Ethics and the “Indigenous” Anthropologist: The Use of Friendship in Ethnographic Fieldwork

Abstract

This case study raises critical questions about the ethics of using friendship in ethnographic fieldwork. It draws from the author’s experience of relying on friendships when researching her own community to reflect on whether relationships forged in the field are inherently instrumental in nature and compromises friendships that predate fieldwork. The case study also explores how, for indigenous anthropologists, the ethic of confidentiality is a lifetime commitment because the researcher continues to inhabit the social world of her interlocutors. Feminist researchers have highlighted the difficulties in reconciling ethics and methodologies in contexts that render informants more vulnerable, especially where “thick descriptions” depend on encouraging intimacy. Indigenous feminist anthropologists writing about insider positionality stress the importance of reciprocity.

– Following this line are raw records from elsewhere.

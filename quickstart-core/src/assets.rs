//! Filesystem installers for custom fonts and GPU drivers, and listings of
//! what is already installed.
use crate::install::{AssetInstaller, DriverPackage, is_font_file};
use anyhow::{Context, Result};
use serde::Deserialize;
use std::fs::{self, File};
use std::io;
use std::path::{Path, PathBuf};
use thiserror::Error;

/// The manifest name a driver archive may describe its library in.
pub const DRIVER_MANIFEST: &str = "meta.json";

#[derive(Debug, Error)]
pub enum InstallError {
    #[error("{} is not a supported {kind} file", path.display())]
    Unsupported { path: PathBuf, kind: &'static str },
    #[error("archive entry {0:?} escapes the install directory")]
    UnsafeEntry(String),
    #[error("driver archive contains no library")]
    MissingLibrary,
}

#[derive(Debug, Deserialize)]
#[serde(rename_all = "camelCase")]
struct DriverManifest {
    library_name: String,
}

#[derive(Debug, Clone)]
pub struct FsAssetInstaller {
    font_dir: PathBuf,
    driver_dir: PathBuf,
}

impl FsAssetInstaller {
    pub fn new(font_dir: impl Into<PathBuf>, driver_dir: impl Into<PathBuf>) -> Self {
        Self {
            font_dir: font_dir.into(),
            driver_dir: driver_dir.into(),
        }
    }
}

impl AssetInstaller for FsAssetInstaller {
    fn install_custom_font(&self, source: &Path) -> Result<PathBuf> {
        if !is_font_file(source) {
            return Err(InstallError::Unsupported {
                path: source.to_path_buf(),
                kind: "font",
            }
            .into());
        }
        copy_into(source, &self.font_dir)
    }

    fn install_custom_driver_from_zip(&self, source: &Path) -> Result<PathBuf> {
        if DriverPackage::detect(source) != Some(DriverPackage::Zip) {
            return Err(InstallError::Unsupported {
                path: source.to_path_buf(),
                kind: "driver archive",
            }
            .into());
        }
        let stem = source
            .file_stem()
            .context("driver archive has no file name")?;
        let dest = self.driver_dir.join(stem);
        if dest.exists() {
            fs::remove_dir_all(&dest)
                .with_context(|| format!("failed to replace {}", dest.display()))?;
        }

        match unpack_driver(source, &dest) {
            Ok(library) => {
                let library = fs::canonicalize(&library)?;
                tracing::info!(path = %library.display(), "driver unpacked");
                Ok(library)
            }
            Err(e) => {
                if let Err(cleanup) = fs::remove_dir_all(&dest) {
                    if cleanup.kind() != io::ErrorKind::NotFound {
                        tracing::warn!(
                            path = %dest.display(),
                            error = %cleanup,
                            "failed to clean up driver directory"
                        );
                    }
                }
                Err(e)
            }
        }
    }

    fn install_custom_driver_from_lib(&self, source: &Path) -> Result<PathBuf> {
        if DriverPackage::detect(source) != Some(DriverPackage::Library) {
            return Err(InstallError::Unsupported {
                path: source.to_path_buf(),
                kind: "driver library",
            }
            .into());
        }
        copy_into(source, &self.driver_dir)
    }
}

/// Copies `source` into `dir`, keeping its file name, and returns the
/// absolute path of the copy.
fn copy_into(source: &Path, dir: &Path) -> Result<PathBuf> {
    let name = source
        .file_name()
        .with_context(|| format!("{} has no file name", source.display()))?;
    fs::create_dir_all(dir).with_context(|| format!("failed to create {}", dir.display()))?;
    let target = dir.join(name);
    fs::copy(source, &target)
        .with_context(|| format!("failed to copy {} to {}", source.display(), target.display()))?;
    let target = fs::canonicalize(&target)?;
    tracing::info!(path = %target.display(), "asset installed");
    Ok(target)
}

fn unpack_driver(source: &Path, dest: &Path) -> Result<PathBuf> {
    let file = File::open(source).with_context(|| format!("failed to open {}", source.display()))?;
    let mut archive = zip::ZipArchive::new(file).context("failed to read driver archive")?;
    fs::create_dir_all(dest)?;

    let mut files = Vec::new();
    for i in 0..archive.len() {
        let mut entry = archive.by_index(i)?;
        let relative = entry
            .enclosed_name()
            .ok_or_else(|| InstallError::UnsafeEntry(entry.name().to_string()))?;
        let out = dest.join(&relative);
        if entry.is_dir() {
            fs::create_dir_all(&out)?;
            continue;
        }
        if let Some(parent) = out.parent() {
            fs::create_dir_all(parent)?;
        }
        let mut writer = File::create(&out)?;
        io::copy(&mut entry, &mut writer)
            .with_context(|| format!("failed to unpack {}", relative.display()))?;
        files.push(relative);
    }

    if let [only] = files.as_slice() {
        return Ok(dest.join(only));
    }
    let manifest = dest.join(DRIVER_MANIFEST);
    if manifest.is_file() {
        let library = read_manifest(&manifest)?;
        let path = dest.join(library);
        if path.is_file() {
            return Ok(path);
        }
    }
    Err(InstallError::MissingLibrary.into())
}

fn read_manifest(path: &Path) -> Result<String> {
    let text = fs::read_to_string(path)?;
    let manifest: DriverManifest = serde_json::from_str(&text)
        .with_context(|| format!("invalid driver manifest {}", path.display()))?;
    Ok(manifest.library_name)
}

/// File names of the fonts in `dir`, sorted.
pub fn list_installed_fonts(dir: &Path) -> Vec<String> {
    let Ok(entries) = fs::read_dir(dir) else {
        return Vec::new();
    };
    let mut fonts: Vec<String> = entries
        .filter_map(|e| e.ok())
        .filter(|e| e.path().is_file() && is_font_file(&e.path()))
        .map(|e| e.file_name().to_string_lossy().into_owned())
        .collect();
    fonts.sort();
    fonts
}

/// Installed drivers relative to `dir`, sorted. A directory counts when it
/// holds exactly one file or names its library in a manifest.
pub fn list_installed_drivers(dir: &Path) -> Vec<String> {
    let Ok(entries) = fs::read_dir(dir) else {
        return Vec::new();
    };
    let mut drivers = Vec::new();
    for entry in entries.filter_map(|e| e.ok()) {
        let path = entry.path();
        let name = entry.file_name().to_string_lossy().into_owned();
        if path.is_file() {
            drivers.push(name);
            continue;
        }
        if !path.is_dir() {
            continue;
        }
        let files: Vec<_> = match fs::read_dir(&path) {
            Ok(inner) => inner.filter_map(|e| e.ok()).collect(),
            Err(_) => continue,
        };
        if let [only] = files.as_slice() {
            drivers.push(format!("{name}/{}", only.file_name().to_string_lossy()));
            continue;
        }
        let manifest = path.join(DRIVER_MANIFEST);
        if manifest.is_file() {
            match read_manifest(&manifest) {
                Ok(library) => drivers.push(format!("{name}/{library}")),
                Err(e) => {
                    tracing::debug!(path = %manifest.display(), error = %e, "skipping driver")
                }
            }
        }
    }
    drivers.sort();
    drivers
}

Little is said about the ethical dilemmas arising from the study of one’s own community and where access to information is predicated on relationships that predate the research project, that is, with family, neighbors, and friends. The case study will describe several field encounters to ask, is it acceptable to take advantage of people’s sense of obligation to researchers who may be a neighbor or friend? Should researchers take for granted the offer of hospitality people graciously extend and interpret this as consent to explore the most personal aspects of their lives? Although the researcher establishes trust by forming or deepening friendships, such a gesture is not reciprocated by informants with the research relationship foremost in mind. Friendship is extended within a specific context and has particular cultural meanings. Usually, not just prolonged contact and reciprocity, but a deeper sense of connection with another leads to friendship where one feels safe in sharing intimacies. When fieldwork ends, how do researchers maintain confidentiality in their day-to-day social relations? By supplanting friendship from a social setting to a research context, does ethnography transform friendships into inherently instrumental encounters?